Task directions —
An exact retyping of every record is required.

Collected data —
⟨

//! Core record types for ctfboard.
//!
//! A [`Participant`] is created once per registered team. Registration also
//! produces a [`TeamResult`] sharing the participant's identifier; after that
//! the two records evolve independently.

use serde::{Deserialize, Serialize};

use crate::score::{deserialize_score, total_score, ScoreField};

/// Uptime label given to freshly registered teams.
pub const DEFAULT_UPTIME: &str = "0%";

fn default_uptime() -> String {
    DEFAULT_UPTIME.to_string()
}

/// Raw registration form input, exactly as typed.
#[derive(Debug, Clone, Default, PartialEq, Eq)]
pub struct Registration {
    /// Team name. Must be unique among registered participants.
    pub team_name: String,
    /// Captain name.
    pub captain_name: String,
    /// Contact email.
    pub email: String,
    /// Contact phone.
    pub phone: String,
    /// Comma-separated member names.
    pub members: String,
}

/// Split a comma-separated member list into trimmed names.
///
/// Empty input yields a single empty name, matching how the list has always
/// been stored.
#[must_use]
pub fn split_members(raw: &str) -> Vec<String> {
    raw.split(',').map(|m| m.trim().to_string()).collect()
}

/// A registered team and its contact details.
///
/// The score fields are the zeroed snapshot taken at registration; they are
/// persisted so the participant record keeps its historical shape, but live
/// scores are tracked on [`TeamResult`].
#[derive(Debug, Clone, PartialEq, Eq, Serialize, Deserialize)]
#[serde(rename_all = "camelCase")]
pub struct Participant {
    /// Time-derived unique identifier.
    pub id: String,
    /// Team name.
    pub team_name: String,
    /// Captain name.
    #[serde(default)]
    pub captain_name: String,
    /// Contact email.
    #[serde(default)]
    pub email: String,
    /// Contact phone.
    #[serde(default)]
    pub phone: String,
    /// Team members in entry order.
    #[serde(default)]
    pub members: Vec<String>,
    /// Defence score at registration.
    #[serde(default, deserialize_with = "deserialize_score")]
    pub defence_score: i64,
    /// Attack score at registration.
    #[serde(default, deserialize_with = "deserialize_score")]
    pub attack_score: i64,
    /// Uptime at registration.
    #[serde(default = "default_uptime")]
    pub uptime: String,
    /// Total score at registration.
    #[serde(default, deserialize_with = "deserialize_score")]
    pub total_score: i64,
}

impl Participant {
    /// Build a participant from raw form input.
    #[must_use]
    pub fn new(id: String, registration: Registration) -> Self {
        let Registration {
            team_name,
            captain_name,
            email,
            phone,
            members,
        } = registration;

        Self {
            id,
            team_name,
            captain_name,
            email,
            phone,
            members: split_members(&members),
            defence_score: 0,
            attack_score: 0,
            uptime: default_uptime(),
            total_score: 0,
        }
    }

    /// Members joined for display.
    #[must_use]
    pub fn members_display(&self) -> String {
        self.members.join(", ")
    }

    /// The scoring record created alongside this participant.
    #[must_use]
    pub fn initial_result(&self) -> TeamResult {
        TeamResult {
            id: self.id.clone(),
            team_name: self.team_name.clone(),
            defence_score: 0,
            attack_score: 0,
            uptime: default_uptime(),
            total_score: 0,
        }
    }
}

/// The scoring record of one team.
#[derive(Debug, Clone, PartialEq, Eq, Serialize, Deserialize)]
#[serde(rename_all = "camelCase")]
pub struct TeamResult {
    /// Identifier shared with the originating participant.
    pub id: String,
    /// Team name, copied at registration.
    pub team_name: String,
    /// Defence score.
    #[serde(default, deserialize_with = "deserialize_score")]
    pub defence_score: i64,
    /// Attack score.
    #[serde(default, deserialize_with = "deserialize_score")]
    pub attack_score: i64,
    /// Free-text uptime label, e.g. `"97%"`.
    #[serde(default = "default_uptime")]
    pub uptime: String,
    /// Always `defence_score + attack_score` after a score edit.
    #[serde(default, deserialize_with = "deserialize_score")]
    pub total_score: i64,
}

impl TeamResult {
    /// Apply an already parsed edit to this result.
    ///
    /// Numeric edits recompute the total; uptime edits leave it untouched.
    pub fn apply(&mut self, edit: ScoreEdit) {
        let field = edit.field();
        match edit {
            ScoreEdit::Defence(value) => self.defence_score = value,
            ScoreEdit::Attack(value) => self.attack_score = value,
            ScoreEdit::Uptime(value) => self.uptime = value,
        }
        if field.affects_total() {
            self.total_score = total_score(self.defence_score, self.attack_score);
        }
    }
}

/// A parsed edit of one result field.
#[derive(Debug, Clone, PartialEq, Eq)]
pub enum ScoreEdit {
    /// New defence score.
    Defence(i64),
    /// New attack score.
    Attack(i64),
    /// New uptime label.
    Uptime(String),
}

impl ScoreEdit {
    /// Parse raw cell input for `field`.
    ///
    /// Numeric fields never fail: unparseable input becomes 0.
    #[must_use]
    pub fn parse(field: ScoreField, raw: &str) -> Self {
        match field {
            ScoreField::Defence => Self::Defence(crate::score::parse_score(raw)),
            ScoreField::Attack => Self::Attack(crate::score::parse_score(raw)),
            ScoreField::Uptime => Self::Uptime(raw.to_string()),
        }
    }

    /// The field this edit targets.
    #[must_use]
    pub fn field(&self) -> ScoreField {
        match self {
            Self::Defence(_) => ScoreField::Defence,
            Self::Attack(_) => ScoreField::Attack,
            Self::Uptime(_) => ScoreField::Uptime,
        }
    }
}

⟩

Expected output —
//! Core record types for ctfboard.
//!
//! A [`Participant`] is created once per registered team. Registration also
//! produces a [`TeamResult`] sharing the participant's identifier; after that
//! the two records evolve independently.

use serde::{Deserialize, Serialize};

use crate::score::{deserialize_score, total_score, ScoreField};

/// Uptime label given to freshly registered teams.
pub const DEFAULT_UPTIME: &str = "0%";

fn default_uptime() -> String {
    DEFAULT_UPTIME.to_string()
}

/// Raw registration form input, exactly as typed.
#[derive(Debug, Clone, Default, PartialEq, Eq)]
pub struct Registration {
    /// Team name. Must be unique among registered participants.
    pub team_name: String,
    /// Captain name.
    pub captain_name: String,
    /// Contact email.
    pub email: String,
    /// Contact phone.
    pub phone: String,
    /// Comma-separated member names.
    pub members: String,
}

/// Split a comma-separated member list into trimmed names.
///
/// Empty input yields a single empty name, matching how the list has always
/// been stored.
#[must_use]
pub fn split_members(raw: &str) -> Vec<String> {
    raw.split(',').map(|m| m.trim().to_string()).collect()
}

/// A registered team and its contact details.
///
/// The score fields are the zeroed snapshot taken at registration; they are
/// persisted so the participant record keeps its historical shape, but live
/// scores are tracked on [`TeamResult`].
#[derive(Debug, Clone, PartialEq, Eq, Serialize, Deserialize)]
#[serde(rename_all = "camelCase")]
pub struct Participant {
    /// Time-derived unique identifier.
    pub id: String,
    /// Team name.
    pub team_name: String,
    /// Captain name.
    #[serde(default)]
    pub captain_name: String,
    /// Contact email.
    #[serde(default)]
    pub email: String,
    /// Contact phone.
    #[serde(default)]
    pub phone: String,
    /// Team members in entry order.
    #[serde(default)]
    pub members: Vec<String>,
    /// Defence score at registration.
    #[serde(default, deserialize_with = "deserialize_score")]
    pub defence_score: i64,
    /// Attack score at registration.
    #[serde(default, deserialize_with = "deserialize_score")]
    pub attack_score: i64,
    /// Uptime at registration.
    #[serde(default = "default_uptime")]
    pub uptime: String,
    /// Total score at registration.
    #[serde(default, deserialize_with = "deserialize_score")]
    pub total_score: i64,
}

impl Participant {
    /// Build a participant from raw form input.
    #[must_use]
    pub fn new(id: String, registration: Registration) -> Self {
        let Registration {
            team_name,
            captain_name,
            email,
            phone,
            members,
        } = registration;

        Self {
            id,
            team_name,
            captain_name,
            email,
            phone,
            members: split_members(&members),
            defence_score: 0,
            attack_score: 0,
            uptime: default_uptime(),
            total_score: 0,
        }
    }

    /// Members joined for display.
    #[must_use]
    pub fn members_display(&self) -> String {
        self.members.join(", ")
    }

    /// The scoring record created alongside this participant.
    #[must_use]
    pub fn initial_result(&self) -> TeamResult {
        TeamResult {
            id: self.id.clone(),
            team_name: self.team_name.clone(),
            defence_score: 0,
            attack_score: 0,
            uptime: default_uptime(),
            total_score: 0,
        }
    }
}

/// The scoring record of one team.
#[derive(Debug, Clone, PartialEq, Eq, Serialize, Deserialize)]
#[serde(rename_all = "camelCase")]
pub struct TeamResult {
    /// Identifier shared with the originating participant.
    pub id: String,
    /// Team name, copied at registration.
    pub team_name: String,
    /// Defence score.
    #[serde(default, deserialize_with = "deserialize_score")]
    pub defence_score: i64,
    /// Attack score.
    #[serde(default, deserialize_with = "deserialize_score")]
    pub attack_score: i64,
    /// Free-text uptime label, e.g. `"97%"`.
    #[serde(default = "default_uptime")]
    pub uptime: String,
    /// Always `defence_score + attack_score` after a score edit.
    #[serde(default, deserialize_with = "deserialize_score")]
    pub total_score: i64,
}

impl TeamResult {
    /// Apply an already parsed edit to this result.
    ///
    /// Numeric edits recompute the total; uptime edits leave it untouched.
    pub fn apply(&mut self, edit: ScoreEdit) {
        let field = edit.field();
        match edit {
            ScoreEdit::Defence(value) => self.defence_score = value,
            ScoreEdit::Attack(value) => self.attack_score = value,
            ScoreEdit::Uptime(value) => self.uptime = value,
        }
        if field.affects_total() {
            self.total_score = total_score(self.defence_score, self.attack_score);
        }
    }
}

/// A parsed edit of one result field.
#[derive(Debug, Clone, PartialEq, Eq)]
pub enum ScoreEdit {
    /// New defence score.
    Defence(i64),
    /// New attack score.
    Attack(i64),
    /// New uptime label.
    Uptime(String),
}

impl ScoreEdit {
    /// Parse raw cell input for `field`.
    ///
    /// Numeric fields never fail: unparseable input becomes 0.
    #[must_use]
    pub fn parse(field: ScoreField, raw: &str) -> Self {
        match field {
            ScoreField::Defence => Self::Defence(crate::score::parse_score(raw)),
            ScoreField::Attack => Self::Attack(crate::score::parse_score(raw)),
            ScoreField::Uptime => Self::Uptime(raw.to_string()),
        }
    }

    /// The field this edit targets.
    #[must_use]
    pub fn field(&self) -> ScoreField {
        match self {
            Self::Defence(_) => ScoreField::Defence,
            Self::Attack(_) => ScoreField::Attack,
            Self::Uptime(_) => ScoreField::Uptime,
        }
    }
}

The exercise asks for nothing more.